═════ The data ═════

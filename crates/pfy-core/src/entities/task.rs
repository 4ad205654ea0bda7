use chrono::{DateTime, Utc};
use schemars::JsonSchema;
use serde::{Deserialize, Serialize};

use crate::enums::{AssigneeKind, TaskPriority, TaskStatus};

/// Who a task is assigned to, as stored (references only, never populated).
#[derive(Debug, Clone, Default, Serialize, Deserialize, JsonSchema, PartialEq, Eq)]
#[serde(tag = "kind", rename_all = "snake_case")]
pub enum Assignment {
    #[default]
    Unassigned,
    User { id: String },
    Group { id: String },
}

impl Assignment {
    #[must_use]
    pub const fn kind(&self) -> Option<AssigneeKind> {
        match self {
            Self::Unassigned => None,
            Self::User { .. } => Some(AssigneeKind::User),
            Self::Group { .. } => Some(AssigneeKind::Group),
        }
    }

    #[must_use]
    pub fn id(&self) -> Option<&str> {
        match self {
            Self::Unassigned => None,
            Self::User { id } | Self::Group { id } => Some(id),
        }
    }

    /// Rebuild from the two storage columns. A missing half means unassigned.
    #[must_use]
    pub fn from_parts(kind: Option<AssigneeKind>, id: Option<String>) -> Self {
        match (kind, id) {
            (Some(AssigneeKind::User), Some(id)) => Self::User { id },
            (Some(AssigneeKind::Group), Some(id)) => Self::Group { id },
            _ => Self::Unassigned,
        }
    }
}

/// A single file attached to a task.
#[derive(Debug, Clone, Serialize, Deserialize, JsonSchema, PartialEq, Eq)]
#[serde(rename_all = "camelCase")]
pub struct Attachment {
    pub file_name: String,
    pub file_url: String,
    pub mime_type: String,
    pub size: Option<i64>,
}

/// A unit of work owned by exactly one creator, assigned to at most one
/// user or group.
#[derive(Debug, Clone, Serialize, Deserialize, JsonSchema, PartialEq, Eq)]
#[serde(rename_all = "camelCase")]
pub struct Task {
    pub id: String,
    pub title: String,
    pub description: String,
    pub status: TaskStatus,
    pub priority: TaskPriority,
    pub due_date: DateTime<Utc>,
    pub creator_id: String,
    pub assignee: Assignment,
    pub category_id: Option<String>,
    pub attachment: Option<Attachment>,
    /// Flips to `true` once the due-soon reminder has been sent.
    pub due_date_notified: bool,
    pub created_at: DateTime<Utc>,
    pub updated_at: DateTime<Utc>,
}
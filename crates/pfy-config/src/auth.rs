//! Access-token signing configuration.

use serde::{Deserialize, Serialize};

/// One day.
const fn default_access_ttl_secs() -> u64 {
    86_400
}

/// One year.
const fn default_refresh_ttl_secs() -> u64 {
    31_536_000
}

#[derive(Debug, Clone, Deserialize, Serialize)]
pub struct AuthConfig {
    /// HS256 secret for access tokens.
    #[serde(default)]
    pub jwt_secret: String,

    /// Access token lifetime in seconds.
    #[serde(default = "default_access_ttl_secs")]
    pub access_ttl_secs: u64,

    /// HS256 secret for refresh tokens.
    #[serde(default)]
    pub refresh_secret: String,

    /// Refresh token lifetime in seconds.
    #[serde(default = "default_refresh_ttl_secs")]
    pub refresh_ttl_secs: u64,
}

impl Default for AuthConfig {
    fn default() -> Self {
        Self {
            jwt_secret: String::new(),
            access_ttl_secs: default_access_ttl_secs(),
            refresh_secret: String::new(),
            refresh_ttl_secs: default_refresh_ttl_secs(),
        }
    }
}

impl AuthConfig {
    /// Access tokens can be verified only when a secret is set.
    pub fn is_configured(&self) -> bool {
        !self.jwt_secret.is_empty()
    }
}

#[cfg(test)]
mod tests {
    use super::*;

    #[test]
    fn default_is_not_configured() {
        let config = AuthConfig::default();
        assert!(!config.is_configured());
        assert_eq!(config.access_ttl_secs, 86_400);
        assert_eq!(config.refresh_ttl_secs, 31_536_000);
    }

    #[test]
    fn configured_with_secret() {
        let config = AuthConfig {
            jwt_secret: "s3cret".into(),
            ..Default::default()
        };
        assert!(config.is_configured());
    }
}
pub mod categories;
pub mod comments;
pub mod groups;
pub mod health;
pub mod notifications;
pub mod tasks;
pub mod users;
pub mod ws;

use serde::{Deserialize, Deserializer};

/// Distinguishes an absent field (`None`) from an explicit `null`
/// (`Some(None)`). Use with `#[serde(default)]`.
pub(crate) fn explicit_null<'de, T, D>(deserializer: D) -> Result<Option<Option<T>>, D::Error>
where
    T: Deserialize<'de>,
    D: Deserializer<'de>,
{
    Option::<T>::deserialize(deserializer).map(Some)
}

═════

• Work item:
From the line holding "#[cfg(test)]" through the final line of the data above, copy every line exactly as written. Include nothing else.

• Result:
#[cfg(test)]
mod tests {
    use super::*;

    #[test]
    fn default_is_not_configured() {
        let config = AuthConfig::default();
        assert!(!config.is_configured());
        assert_eq!(config.access_ttl_secs, 86_400);
        assert_eq!(config.refresh_ttl_secs, 31_536_000);
    }

    #[test]
    fn configured_with_secret() {
        let config = AuthConfig {
            jwt_secret: "s3cret".into(),
            ..Default::default()
        };
        assert!(config.is_configured());
    }
}
pub mod categories;
pub mod comments;
pub mod groups;
pub mod health;
pub mod notifications;
pub mod tasks;
pub mod users;
pub mod ws;

use serde::{Deserialize, Deserializer};

/// Distinguishes an absent field (`None`) from an explicit `null`
/// (`Some(None)`). Use with `#[serde(default)]`.
pub(crate) fn explicit_null<'de, T, D>(deserializer: D) -> Result<Option<Option<T>>, D::Error>
where
    T: Deserialize<'de>,
    D: Deserializer<'de>,
{
    Option::<T>::deserialize(deserializer).map(Some)
}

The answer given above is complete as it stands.